I bristled in anger again. "Ow!" said C!glos!phtrgh, and I forced
myself to calm down.
"But Captain, it attacked me! It oozed threateningly in my direction!"
"That's not what the recorders show, and that's not what I'm going
to testify to at your court-martial. Now shut up. You are in a world of
"My garden!" wailed C!glos!phtrgh, reminded of its beautiful pr!fthneh.
"Hush", I said. "We're going to have to talk to them. Relay what I say
to the Captain-thing."
So, interstitiated, C!glos!phtrgh and I lifted ourselves
partially out of the fissure. I had most of my eyespines and the
Big Eye, C!glos!phtrgh had its tympanos.
"I would like to know how you think you're going to get away with filming
your disgusting entertainments on my front doorstep", I said, relayed by
C!glos. "I'm going to sue you for every last st!ltylth!pt you have."
All of the things suddenly turned their attention towards C!glos and
me. Several of them pulled the BZZT-thing from their waists. It was
a quite painful effort to keep C!glos from de-interstitiating and oozing
back into the ground.
"Holster you arms!" yelled the Captain-thing. "I'm sorry if
we caused you any inconvenience. We come in peace. I am captain Amelia
Grepmurgh urgh grunt squeal urgh sqwawk murgh urhg...
"Hey!" I sdrm!bld-ed to C!glos.
"It's reading a prepared speech.
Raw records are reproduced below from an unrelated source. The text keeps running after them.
use super::{CameraInfo, CaptureBackend, CaptureConfig};
use crate::frame::{PixelFormat, VideoFrame};
use anyhow::{anyhow, Result};
use nokhwa::pixel_format::RgbFormat;
use nokhwa::utils::{
    ApiBackend, CameraFormat, CameraIndex, FrameFormat, RequestedFormat, RequestedFormatType, Resolution,
};
use nokhwa::Camera;
use tracing::{info, warn};

/// Capture through nokhwa. NV12 and YUYV frames are handed on undecoded
/// and converted at upload; anything else is decoded to packed RGB.
pub struct NokhwaCapture {
    camera: Camera,
    width: u32,
    height: u32,
}

/// Modes tried in order until one opens a stream. Built-in laptop cameras
/// usually only offer NV12/YUYV, USB cameras need MJPEG for high resolutions.
fn candidate_formats(config: &CaptureConfig) -> Vec<CameraFormat> {
    let mut resolutions = vec![(config.width, config.height)];
    for fallback in [(1920, 1080), (1280, 720)] {
        if !resolutions.contains(&fallback) {
            resolutions.push(fallback);
        }
    }
    let mut rates = vec![config.fps];
    for fallback in [30, 25, 15] {
        if !rates.contains(&fallback) {
            rates.push(fallback);
        }
    }

    let mut formats = Vec::new();
    for &(width, height) in &resolutions {
        for &fps in &rates {
            for format in [FrameFormat::NV12, FrameFormat::YUYV, FrameFormat::MJPEG] {
                formats.push(CameraFormat::new(Resolution::new(width, height), format, fps));
            }
        }
    }
    for format in [FrameFormat::NV12, FrameFormat::YUYV, FrameFormat::MJPEG] {
        formats.push(CameraFormat::new(Resolution::new(640, 480), format, 30));
    }
    formats
}

/// Ranks a device mode against the request: exact size first, then pixel
/// count, then frame rate, then the cheaper-to-decode formats.
fn format_score(format: &CameraFormat, config: &CaptureConfig) -> i64 {
    let mut score = 0;
    if format.width() == config.width && format.height() == config.height {
        score += 1 << 40;
    }
    score += format.width() as i64 * format.height() as i64 * 1_000;
    score += format.frame_rate().min(config.fps.max(1)) as i64 * 10;
    score += match format.format() {
        FrameFormat::NV12 => 3,
        FrameFormat::YUYV => 2,
        FrameFormat::MJPEG => 1,
        _ => 0,
    };
    score
}

fn requested(format: CameraFormat) -> RequestedFormat<'static> {
    RequestedFormat::new::<RgbFormat>(RequestedFormatType::Closest(format))
}

impl NokhwaCapture {
    fn connect(config: &CaptureConfig) -> Result<(Camera, CameraFormat)> {
        for format in candidate_formats(config) {
            let Ok(mut camera) = Camera::new(CameraIndex::Index(config.device_index), requested(format)) else {
                continue;
            };
            // some drivers accept the request and only fail when streaming
            if camera.open_stream().is_ok() {
                info!("Camera accepted format {:?}", format);
                return Ok((camera, format));
            }
        }
        Err(anyhow!(
            "Could not open a stream on camera {} with any candidate format",
            config.device_index
        ))
    }

    /// Switches to the best advertised mode, falling back to `working`.
    fn upgrade(camera: &mut Camera, config: &CaptureConfig, working: CameraFormat) {
        let formats = match camera.compatible_camera_formats() {
            Ok(formats) if !formats.is_empty() => formats,
            _ => {
                warn!("Device reported no supported formats, keeping {:?}", working);
                return;
            }
        };
        let Some(best) = formats.into_iter().max_by_key(|f| format_score(f, config)) else {
            return;
        };
        if best == working {
            return;
        }

        info!("Switching camera to {:?}", best);
        let _ = camera.stop_stream();
        let switched = camera.set_camera_requset(requested(best)).is_ok() && camera.open_stream().is_ok();
        if !switched {
            warn!("Camera rejected {:?}, reverting to {:?}", best, working);
            let _ = camera.set_camera_requset(requested(working));
            let _ = camera.open_stream();
        }
    }
}

impl CaptureBackend for NokhwaCapture {
    fn list_devices() -> Result<Vec<CameraInfo>> {
        let devices = nokhwa::query(ApiBackend::Auto)?;
        Ok(devices
            .into_iter()
            .map(|d| CameraInfo {
                index: d.index().as_index().unwrap_or(0),
                name: d.human_name().to_string(),
            })
            .collect())
    }

    fn open(config: CaptureConfig) -> Result<Self> {
        let (mut camera, working) = Self::connect(&config)?;
        Self::upgrade(&mut camera, &config, working);

        let resolution = camera.resolution();
        info!("Camera {} streaming at {}", config.device_index, resolution);
        Ok(Self {
            camera,
            width: resolution.width(),
            height: resolution.height(),
        })
    }

    fn capture_frame(&mut self) -> Result<VideoFrame> {
        let buffer = self.camera.frame()?;
        let resolution = buffer.resolution();
        let (width, height) = (resolution.width(), resolution.height());
        let raw = match buffer.source_frame_format() {
            FrameFormat::NV12 => Some(PixelFormat::Nv12),
            FrameFormat::YUYV => Some(PixelFormat::Yuyv),
            _ => None,
        };
        if let Some(format) = raw {
            if buffer.buffer().len() >= format.frame_len(width, height) {
                return Ok(VideoFrame::from_data(width, height, format, buffer.buffer().to_vec()));
            }
        }

        let decoded = buffer.decode_image::<RgbFormat>()?;
        let (width, height) = decoded.dimensions();
        Ok(VideoFrame::from_data(width, height, PixelFormat::Rgb, decoded.into_raw()))
    }

    fn frame_size(&self) -> (u32, u32) {
        (self.width, self.height)
    }
}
Earth wants to be your friends,
take us to your leader, all the usual pr!fthneh."
"Oh, God, Earth, that bunch of insane cretins. Just re-initiate the
"urgh squeal murgh sqwawk blaaat gruntand you have my sincerest apologies.
We'll make restitution."
"You destroyed a three-millenium-old pr!fthneh! It's going to
be very expensive! Anyway, I've already called the authorities.
and GET THAT OBSCENE THING OFF MY PROPERTY!" I was getting really angry;
the static field was making the h!m!shtlpa's lights flicker.
"I will personally order a rock accelerated to three-quarters lightspeed
and wormholed to Earth if you don't have it off my property in one day!
I don't mind the expense!"
The static field built up to its maximum as C!glos and I oozed back
into the ground. Then my eyespines caught sight of something quite
amazing: Thousands of tiny spines suddenly stood straight out from the
sensory clusters of the Captain-thing and all but one of the other things.
So they weren't entirely spineless, after all. And gesture of appeasement;
how touching. They were still going to pay through the h!m!shtlpa.